## WORK TASK
Check each line of the entries below for the word "bool", and copy the lines that have it.

## DATASET EXTRACT
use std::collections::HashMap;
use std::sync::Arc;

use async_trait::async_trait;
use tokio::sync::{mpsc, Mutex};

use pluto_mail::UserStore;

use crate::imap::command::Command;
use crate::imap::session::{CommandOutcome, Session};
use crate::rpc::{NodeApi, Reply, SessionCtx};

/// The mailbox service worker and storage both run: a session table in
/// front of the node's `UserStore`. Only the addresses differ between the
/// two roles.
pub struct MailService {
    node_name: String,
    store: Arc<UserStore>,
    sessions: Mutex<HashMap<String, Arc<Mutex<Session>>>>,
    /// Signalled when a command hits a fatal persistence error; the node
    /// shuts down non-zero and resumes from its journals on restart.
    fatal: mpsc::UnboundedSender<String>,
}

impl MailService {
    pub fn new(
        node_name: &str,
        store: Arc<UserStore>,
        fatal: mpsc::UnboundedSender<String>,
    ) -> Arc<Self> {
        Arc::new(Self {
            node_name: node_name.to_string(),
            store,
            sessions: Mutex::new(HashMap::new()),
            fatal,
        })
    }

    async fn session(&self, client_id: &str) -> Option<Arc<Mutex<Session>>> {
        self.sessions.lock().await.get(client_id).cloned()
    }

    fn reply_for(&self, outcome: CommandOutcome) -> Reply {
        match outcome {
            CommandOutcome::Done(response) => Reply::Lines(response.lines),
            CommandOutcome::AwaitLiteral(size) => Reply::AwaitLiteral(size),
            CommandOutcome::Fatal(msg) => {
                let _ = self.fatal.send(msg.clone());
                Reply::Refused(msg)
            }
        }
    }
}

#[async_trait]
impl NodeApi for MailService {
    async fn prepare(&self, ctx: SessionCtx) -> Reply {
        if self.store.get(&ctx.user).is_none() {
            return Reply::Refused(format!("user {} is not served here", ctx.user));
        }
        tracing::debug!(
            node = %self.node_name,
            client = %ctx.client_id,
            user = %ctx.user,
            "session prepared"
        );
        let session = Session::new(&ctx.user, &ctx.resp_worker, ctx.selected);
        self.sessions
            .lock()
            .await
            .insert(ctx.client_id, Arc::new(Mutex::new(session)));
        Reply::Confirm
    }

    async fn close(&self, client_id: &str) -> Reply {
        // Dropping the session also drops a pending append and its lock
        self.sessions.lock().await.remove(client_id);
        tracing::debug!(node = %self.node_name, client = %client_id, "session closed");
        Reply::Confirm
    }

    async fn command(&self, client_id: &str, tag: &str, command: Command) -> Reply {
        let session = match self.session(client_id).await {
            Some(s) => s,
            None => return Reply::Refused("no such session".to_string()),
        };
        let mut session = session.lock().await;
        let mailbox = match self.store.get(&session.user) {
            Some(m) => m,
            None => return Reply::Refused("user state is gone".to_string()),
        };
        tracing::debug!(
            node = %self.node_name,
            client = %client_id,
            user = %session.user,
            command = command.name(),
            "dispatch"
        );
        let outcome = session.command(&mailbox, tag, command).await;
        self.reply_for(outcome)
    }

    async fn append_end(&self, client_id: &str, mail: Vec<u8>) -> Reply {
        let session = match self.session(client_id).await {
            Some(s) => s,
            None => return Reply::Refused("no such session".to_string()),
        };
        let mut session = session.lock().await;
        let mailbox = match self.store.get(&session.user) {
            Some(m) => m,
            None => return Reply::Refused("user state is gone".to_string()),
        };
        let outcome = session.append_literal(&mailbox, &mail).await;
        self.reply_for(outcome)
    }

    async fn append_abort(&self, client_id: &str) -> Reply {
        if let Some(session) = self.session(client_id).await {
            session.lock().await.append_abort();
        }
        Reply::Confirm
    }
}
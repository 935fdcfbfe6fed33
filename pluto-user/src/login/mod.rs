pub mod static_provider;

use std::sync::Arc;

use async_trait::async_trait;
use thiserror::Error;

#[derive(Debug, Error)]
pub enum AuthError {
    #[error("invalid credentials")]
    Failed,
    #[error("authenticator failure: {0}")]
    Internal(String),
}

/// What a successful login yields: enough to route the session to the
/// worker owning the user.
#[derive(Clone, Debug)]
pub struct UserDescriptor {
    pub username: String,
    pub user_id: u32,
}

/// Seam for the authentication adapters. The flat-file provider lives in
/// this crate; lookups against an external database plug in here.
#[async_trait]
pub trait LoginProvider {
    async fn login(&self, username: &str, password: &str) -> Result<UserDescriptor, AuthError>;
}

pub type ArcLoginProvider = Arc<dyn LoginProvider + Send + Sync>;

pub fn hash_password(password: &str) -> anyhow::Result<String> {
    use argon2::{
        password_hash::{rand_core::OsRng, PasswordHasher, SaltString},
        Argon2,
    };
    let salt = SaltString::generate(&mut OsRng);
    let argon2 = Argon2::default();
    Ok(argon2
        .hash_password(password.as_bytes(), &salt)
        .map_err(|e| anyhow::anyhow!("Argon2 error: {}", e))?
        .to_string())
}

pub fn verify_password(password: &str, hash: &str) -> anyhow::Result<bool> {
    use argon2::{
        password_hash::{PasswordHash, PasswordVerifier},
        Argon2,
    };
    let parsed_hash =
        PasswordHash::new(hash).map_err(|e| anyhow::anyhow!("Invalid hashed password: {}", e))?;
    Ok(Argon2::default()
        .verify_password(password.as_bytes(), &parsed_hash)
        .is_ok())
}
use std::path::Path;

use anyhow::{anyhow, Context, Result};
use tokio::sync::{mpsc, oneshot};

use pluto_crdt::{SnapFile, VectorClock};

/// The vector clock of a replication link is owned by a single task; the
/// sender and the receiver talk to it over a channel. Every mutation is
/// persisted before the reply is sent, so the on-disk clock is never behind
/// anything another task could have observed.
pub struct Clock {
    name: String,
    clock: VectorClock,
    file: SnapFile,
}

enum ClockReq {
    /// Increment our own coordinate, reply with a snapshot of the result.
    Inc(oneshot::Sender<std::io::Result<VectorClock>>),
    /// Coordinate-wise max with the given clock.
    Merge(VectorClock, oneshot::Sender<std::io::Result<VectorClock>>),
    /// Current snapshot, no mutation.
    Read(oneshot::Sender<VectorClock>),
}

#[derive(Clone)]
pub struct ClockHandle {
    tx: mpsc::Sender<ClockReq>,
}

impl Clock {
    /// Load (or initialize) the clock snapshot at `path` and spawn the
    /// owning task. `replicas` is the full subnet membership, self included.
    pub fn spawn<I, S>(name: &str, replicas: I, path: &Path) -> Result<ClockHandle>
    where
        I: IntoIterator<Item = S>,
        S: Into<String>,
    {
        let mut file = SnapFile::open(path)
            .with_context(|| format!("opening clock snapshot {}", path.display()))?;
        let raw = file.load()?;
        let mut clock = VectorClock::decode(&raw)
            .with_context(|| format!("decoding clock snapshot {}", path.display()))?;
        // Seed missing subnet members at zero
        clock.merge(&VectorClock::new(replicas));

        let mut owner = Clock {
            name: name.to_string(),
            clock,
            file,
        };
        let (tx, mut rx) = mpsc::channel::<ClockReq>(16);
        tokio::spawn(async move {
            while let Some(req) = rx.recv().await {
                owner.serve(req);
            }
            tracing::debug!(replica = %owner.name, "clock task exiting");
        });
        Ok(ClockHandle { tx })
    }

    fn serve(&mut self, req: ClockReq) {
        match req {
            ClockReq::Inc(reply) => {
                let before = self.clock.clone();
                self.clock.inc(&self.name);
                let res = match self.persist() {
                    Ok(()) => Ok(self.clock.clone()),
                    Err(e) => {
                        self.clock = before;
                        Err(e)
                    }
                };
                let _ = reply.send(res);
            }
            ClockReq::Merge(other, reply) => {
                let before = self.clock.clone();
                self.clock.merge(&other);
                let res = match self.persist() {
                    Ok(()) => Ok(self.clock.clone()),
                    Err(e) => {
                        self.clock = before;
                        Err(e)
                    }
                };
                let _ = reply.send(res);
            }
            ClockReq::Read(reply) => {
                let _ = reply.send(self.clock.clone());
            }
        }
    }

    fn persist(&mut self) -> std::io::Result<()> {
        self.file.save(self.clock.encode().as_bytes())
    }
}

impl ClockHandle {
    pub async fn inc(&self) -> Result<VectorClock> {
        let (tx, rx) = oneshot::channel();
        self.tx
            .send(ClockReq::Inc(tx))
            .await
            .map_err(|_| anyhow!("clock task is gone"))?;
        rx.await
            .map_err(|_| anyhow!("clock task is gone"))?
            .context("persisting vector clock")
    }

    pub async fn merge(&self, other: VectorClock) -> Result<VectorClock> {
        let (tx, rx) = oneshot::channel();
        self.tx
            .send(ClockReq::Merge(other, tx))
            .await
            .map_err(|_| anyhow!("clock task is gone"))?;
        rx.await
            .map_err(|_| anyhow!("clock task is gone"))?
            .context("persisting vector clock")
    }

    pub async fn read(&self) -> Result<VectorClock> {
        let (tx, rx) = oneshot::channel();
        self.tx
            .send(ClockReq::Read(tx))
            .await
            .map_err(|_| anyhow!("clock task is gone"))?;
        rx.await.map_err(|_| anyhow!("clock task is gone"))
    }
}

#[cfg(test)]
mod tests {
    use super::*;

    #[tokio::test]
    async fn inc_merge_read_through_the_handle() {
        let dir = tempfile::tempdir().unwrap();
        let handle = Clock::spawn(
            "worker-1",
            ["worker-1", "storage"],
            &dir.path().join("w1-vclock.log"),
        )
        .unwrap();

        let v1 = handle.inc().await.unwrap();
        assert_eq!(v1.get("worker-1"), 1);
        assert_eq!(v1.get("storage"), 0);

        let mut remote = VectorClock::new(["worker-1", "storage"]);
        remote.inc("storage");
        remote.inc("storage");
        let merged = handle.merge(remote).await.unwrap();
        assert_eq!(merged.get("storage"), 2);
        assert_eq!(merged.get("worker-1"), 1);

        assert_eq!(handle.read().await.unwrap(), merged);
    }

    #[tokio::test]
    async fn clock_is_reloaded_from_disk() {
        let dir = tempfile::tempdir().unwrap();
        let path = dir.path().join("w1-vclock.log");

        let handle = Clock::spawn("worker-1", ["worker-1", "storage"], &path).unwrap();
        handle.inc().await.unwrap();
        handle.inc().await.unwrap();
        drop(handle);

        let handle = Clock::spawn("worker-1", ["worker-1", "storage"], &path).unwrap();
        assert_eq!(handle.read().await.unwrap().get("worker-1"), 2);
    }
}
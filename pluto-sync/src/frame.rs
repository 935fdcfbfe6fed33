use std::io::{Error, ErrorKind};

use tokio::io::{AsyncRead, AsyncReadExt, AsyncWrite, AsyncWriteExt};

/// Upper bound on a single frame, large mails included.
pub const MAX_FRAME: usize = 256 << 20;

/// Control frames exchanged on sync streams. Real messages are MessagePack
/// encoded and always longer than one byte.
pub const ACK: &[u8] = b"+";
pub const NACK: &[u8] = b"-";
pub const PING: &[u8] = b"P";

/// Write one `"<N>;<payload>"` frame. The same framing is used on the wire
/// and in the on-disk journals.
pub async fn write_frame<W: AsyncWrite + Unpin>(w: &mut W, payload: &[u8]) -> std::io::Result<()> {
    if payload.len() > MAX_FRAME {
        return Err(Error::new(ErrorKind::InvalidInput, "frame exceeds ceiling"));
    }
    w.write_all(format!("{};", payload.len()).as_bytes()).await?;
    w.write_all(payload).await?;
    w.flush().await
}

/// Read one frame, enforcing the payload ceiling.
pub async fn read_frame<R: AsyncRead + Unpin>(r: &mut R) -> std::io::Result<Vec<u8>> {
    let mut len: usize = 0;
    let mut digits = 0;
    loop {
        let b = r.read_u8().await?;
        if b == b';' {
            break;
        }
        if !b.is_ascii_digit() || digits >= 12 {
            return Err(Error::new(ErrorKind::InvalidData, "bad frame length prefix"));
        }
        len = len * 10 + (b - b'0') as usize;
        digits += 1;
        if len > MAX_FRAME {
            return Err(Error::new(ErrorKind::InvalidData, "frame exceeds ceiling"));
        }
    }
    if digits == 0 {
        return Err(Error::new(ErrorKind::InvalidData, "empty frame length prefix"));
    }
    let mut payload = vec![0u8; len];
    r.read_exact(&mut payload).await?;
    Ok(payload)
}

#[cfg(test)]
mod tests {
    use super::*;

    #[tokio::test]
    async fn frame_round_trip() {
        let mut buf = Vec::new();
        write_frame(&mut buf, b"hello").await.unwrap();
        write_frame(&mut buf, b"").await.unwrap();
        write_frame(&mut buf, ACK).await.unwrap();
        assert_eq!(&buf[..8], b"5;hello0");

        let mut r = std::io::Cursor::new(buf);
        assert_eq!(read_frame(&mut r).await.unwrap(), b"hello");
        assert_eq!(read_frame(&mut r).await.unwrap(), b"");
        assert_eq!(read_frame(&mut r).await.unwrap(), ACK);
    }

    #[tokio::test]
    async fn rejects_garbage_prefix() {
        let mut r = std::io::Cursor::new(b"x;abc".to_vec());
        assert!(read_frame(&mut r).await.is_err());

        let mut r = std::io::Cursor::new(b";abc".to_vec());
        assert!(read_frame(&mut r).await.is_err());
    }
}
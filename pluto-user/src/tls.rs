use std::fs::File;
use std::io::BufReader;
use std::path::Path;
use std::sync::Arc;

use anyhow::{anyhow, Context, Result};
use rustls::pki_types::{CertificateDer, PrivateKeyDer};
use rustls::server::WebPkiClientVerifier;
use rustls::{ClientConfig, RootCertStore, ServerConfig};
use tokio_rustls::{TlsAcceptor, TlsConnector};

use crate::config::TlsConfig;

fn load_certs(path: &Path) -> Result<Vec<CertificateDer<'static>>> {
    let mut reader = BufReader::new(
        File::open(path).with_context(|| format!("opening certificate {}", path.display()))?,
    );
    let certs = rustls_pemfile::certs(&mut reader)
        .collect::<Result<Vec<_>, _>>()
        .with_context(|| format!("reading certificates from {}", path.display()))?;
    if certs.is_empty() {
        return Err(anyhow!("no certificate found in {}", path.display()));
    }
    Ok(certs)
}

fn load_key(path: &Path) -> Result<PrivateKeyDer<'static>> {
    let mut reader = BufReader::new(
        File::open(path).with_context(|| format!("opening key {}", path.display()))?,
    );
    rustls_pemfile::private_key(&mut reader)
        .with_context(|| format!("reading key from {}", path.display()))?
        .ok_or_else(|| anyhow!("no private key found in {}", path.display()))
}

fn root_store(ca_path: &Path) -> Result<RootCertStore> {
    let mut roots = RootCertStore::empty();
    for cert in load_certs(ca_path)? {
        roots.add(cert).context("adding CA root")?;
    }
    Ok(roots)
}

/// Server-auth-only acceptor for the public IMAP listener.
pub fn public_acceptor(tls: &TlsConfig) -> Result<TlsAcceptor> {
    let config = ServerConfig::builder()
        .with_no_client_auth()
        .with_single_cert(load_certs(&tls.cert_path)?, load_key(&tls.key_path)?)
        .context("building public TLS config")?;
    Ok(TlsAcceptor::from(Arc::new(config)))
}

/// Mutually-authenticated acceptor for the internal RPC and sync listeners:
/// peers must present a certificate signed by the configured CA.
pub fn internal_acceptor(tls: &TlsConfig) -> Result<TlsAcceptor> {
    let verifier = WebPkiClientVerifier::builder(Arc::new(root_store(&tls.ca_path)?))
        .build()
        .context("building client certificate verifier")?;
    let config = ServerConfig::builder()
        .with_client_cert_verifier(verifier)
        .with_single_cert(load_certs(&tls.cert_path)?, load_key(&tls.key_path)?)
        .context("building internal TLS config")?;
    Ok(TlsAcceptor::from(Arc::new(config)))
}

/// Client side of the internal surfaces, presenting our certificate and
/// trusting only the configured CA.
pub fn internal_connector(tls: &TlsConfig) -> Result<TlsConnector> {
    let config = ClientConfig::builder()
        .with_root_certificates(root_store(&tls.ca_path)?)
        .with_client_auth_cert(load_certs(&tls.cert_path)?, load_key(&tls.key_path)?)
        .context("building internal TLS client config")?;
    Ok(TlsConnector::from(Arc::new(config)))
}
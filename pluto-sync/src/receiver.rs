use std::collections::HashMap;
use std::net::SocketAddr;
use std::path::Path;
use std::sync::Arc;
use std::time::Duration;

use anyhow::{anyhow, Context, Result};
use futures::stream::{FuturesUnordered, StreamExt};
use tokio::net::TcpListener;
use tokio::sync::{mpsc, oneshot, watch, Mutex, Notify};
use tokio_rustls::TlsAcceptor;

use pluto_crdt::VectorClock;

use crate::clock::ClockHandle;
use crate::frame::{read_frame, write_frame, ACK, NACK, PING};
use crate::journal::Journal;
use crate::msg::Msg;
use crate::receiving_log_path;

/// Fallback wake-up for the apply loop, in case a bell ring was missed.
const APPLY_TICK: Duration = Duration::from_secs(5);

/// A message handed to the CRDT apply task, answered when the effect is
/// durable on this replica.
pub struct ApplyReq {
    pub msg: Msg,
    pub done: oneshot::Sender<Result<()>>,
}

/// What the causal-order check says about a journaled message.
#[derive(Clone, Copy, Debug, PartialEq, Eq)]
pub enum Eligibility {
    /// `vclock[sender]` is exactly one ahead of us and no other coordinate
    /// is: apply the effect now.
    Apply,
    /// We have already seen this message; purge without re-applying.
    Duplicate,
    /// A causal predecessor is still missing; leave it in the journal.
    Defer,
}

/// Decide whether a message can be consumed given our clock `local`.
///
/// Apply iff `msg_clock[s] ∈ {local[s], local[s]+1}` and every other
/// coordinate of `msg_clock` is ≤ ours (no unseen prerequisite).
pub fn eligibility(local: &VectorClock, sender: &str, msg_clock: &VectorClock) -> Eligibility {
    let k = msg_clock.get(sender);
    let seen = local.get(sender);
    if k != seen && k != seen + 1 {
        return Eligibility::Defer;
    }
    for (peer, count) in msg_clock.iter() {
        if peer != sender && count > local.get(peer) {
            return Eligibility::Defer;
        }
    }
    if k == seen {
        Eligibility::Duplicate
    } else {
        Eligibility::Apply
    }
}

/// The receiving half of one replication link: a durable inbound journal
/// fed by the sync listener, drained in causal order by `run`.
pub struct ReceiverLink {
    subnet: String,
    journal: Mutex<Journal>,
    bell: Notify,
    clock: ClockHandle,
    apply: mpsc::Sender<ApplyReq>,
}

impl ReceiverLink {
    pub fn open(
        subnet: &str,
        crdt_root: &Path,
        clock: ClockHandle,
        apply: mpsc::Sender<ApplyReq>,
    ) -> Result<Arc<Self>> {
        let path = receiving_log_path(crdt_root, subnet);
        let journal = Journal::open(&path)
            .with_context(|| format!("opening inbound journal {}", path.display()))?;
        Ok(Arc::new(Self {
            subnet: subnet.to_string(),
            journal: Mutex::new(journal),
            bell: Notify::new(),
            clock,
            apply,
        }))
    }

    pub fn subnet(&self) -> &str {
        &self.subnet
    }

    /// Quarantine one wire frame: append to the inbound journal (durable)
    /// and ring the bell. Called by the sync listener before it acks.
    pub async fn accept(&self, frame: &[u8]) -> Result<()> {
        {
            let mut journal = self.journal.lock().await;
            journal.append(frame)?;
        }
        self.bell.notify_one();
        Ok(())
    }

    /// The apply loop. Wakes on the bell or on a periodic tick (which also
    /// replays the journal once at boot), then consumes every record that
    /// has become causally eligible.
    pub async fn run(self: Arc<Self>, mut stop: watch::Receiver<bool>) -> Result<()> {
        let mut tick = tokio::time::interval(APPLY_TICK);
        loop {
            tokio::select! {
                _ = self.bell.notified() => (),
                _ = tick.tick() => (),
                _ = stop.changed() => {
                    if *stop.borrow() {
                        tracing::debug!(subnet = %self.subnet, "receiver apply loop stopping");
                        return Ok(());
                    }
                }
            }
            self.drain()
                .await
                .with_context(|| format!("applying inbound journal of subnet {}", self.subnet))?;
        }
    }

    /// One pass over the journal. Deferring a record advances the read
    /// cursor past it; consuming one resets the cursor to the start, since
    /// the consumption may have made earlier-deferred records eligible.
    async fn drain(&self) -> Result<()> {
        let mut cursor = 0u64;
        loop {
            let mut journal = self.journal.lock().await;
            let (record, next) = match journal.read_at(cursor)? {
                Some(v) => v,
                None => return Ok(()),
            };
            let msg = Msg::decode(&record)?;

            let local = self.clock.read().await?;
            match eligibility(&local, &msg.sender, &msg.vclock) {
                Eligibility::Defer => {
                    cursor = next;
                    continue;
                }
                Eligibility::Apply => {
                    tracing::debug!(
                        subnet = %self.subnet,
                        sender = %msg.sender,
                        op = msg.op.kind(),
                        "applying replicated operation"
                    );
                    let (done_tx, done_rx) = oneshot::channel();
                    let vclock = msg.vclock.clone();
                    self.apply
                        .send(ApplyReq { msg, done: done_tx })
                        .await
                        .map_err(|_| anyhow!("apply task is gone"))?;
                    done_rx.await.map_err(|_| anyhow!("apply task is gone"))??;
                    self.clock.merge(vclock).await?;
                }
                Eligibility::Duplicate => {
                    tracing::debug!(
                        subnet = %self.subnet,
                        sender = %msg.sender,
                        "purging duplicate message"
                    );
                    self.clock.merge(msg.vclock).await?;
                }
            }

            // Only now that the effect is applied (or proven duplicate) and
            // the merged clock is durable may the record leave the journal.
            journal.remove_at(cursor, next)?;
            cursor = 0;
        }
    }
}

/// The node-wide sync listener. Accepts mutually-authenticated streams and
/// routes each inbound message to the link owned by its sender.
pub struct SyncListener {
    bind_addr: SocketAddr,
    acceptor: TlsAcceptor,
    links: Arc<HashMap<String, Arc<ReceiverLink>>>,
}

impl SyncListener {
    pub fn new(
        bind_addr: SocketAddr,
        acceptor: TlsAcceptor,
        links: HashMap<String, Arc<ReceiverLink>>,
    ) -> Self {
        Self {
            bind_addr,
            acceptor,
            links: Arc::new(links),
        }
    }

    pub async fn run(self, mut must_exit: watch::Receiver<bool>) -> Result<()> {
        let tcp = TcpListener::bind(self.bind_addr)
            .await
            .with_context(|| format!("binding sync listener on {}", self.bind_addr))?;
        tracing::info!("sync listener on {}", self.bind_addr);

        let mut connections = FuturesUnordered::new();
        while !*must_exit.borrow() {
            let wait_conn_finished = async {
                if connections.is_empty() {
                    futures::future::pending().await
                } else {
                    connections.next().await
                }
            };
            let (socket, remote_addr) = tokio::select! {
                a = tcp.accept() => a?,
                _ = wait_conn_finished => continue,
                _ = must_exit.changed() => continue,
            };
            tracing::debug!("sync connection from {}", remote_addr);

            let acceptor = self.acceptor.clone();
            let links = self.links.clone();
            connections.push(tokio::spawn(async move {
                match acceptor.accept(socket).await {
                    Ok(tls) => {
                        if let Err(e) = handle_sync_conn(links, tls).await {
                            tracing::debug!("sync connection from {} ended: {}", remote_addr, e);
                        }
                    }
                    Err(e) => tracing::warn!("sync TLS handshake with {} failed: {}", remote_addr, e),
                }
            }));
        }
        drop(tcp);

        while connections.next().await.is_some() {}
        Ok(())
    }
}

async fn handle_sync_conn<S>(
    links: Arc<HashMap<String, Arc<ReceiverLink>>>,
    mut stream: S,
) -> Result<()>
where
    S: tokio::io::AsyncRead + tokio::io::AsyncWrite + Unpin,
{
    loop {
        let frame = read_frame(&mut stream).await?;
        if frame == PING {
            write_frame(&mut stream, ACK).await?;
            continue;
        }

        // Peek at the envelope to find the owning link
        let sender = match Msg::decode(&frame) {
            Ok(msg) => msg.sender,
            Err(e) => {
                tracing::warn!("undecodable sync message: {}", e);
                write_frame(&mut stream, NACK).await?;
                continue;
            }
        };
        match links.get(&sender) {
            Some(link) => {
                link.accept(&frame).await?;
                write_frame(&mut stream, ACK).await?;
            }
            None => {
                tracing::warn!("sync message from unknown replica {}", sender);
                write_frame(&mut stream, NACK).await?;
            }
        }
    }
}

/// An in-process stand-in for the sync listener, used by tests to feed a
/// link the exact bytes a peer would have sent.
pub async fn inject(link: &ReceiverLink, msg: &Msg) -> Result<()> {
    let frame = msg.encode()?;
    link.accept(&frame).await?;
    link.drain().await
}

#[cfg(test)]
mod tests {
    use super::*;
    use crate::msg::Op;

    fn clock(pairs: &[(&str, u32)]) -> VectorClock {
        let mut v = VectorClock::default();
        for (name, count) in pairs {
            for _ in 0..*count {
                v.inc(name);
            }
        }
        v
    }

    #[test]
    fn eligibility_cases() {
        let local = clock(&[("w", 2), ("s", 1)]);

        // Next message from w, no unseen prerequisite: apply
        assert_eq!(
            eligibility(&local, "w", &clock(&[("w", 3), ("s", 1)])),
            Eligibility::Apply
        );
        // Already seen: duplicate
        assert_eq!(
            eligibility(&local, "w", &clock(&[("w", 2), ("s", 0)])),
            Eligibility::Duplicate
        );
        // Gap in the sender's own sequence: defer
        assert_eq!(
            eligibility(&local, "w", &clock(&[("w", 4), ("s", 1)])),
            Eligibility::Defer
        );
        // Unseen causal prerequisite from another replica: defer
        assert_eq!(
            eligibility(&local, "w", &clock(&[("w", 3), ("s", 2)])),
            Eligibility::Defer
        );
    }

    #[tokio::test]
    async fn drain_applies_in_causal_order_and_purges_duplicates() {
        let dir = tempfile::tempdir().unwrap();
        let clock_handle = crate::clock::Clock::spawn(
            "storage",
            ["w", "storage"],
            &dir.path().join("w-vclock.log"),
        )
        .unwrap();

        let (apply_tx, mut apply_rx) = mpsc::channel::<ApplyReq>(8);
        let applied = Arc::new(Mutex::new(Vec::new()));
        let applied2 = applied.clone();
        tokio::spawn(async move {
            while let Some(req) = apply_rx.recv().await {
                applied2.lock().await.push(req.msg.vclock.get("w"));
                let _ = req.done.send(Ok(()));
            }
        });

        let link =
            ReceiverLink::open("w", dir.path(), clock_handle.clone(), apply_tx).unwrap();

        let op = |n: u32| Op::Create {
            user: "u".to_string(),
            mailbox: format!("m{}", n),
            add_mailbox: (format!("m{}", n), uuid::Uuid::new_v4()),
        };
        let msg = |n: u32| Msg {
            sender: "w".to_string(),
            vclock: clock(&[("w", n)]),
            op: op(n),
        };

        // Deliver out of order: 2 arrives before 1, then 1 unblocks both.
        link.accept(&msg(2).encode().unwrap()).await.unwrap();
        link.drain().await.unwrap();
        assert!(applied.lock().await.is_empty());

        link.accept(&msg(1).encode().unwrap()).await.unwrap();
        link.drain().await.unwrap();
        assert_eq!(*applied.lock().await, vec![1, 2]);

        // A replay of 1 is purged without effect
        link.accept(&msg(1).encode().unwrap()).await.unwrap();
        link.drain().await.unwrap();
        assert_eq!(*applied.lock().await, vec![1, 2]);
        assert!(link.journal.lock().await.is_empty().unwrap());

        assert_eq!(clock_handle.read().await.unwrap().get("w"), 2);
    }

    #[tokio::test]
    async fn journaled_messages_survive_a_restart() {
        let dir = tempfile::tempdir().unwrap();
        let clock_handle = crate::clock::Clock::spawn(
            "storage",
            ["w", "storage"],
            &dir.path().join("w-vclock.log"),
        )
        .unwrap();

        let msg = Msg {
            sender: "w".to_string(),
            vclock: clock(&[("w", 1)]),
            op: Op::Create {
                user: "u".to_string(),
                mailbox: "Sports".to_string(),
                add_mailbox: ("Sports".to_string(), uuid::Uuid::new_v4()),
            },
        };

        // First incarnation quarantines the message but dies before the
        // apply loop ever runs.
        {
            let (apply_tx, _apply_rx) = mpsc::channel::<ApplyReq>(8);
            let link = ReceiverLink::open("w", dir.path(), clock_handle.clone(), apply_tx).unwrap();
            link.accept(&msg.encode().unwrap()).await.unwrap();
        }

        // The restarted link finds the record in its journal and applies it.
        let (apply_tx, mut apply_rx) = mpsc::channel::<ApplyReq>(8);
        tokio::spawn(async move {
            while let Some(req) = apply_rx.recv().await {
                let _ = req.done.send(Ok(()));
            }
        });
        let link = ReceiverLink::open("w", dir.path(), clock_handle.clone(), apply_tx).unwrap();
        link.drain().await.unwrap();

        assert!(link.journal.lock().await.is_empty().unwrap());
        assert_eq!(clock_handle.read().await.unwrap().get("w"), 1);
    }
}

## TASK RESPONSE
pub fn verify_password(password: &str, hash: &str) -> anyhow::Result<bool> {
    pub async fn run(self: Arc<Self>, mut stop: watch::Receiver<bool>) -> Result<()> {
    pub async fn run(self, mut must_exit: watch::Receiver<bool>) -> Result<()> {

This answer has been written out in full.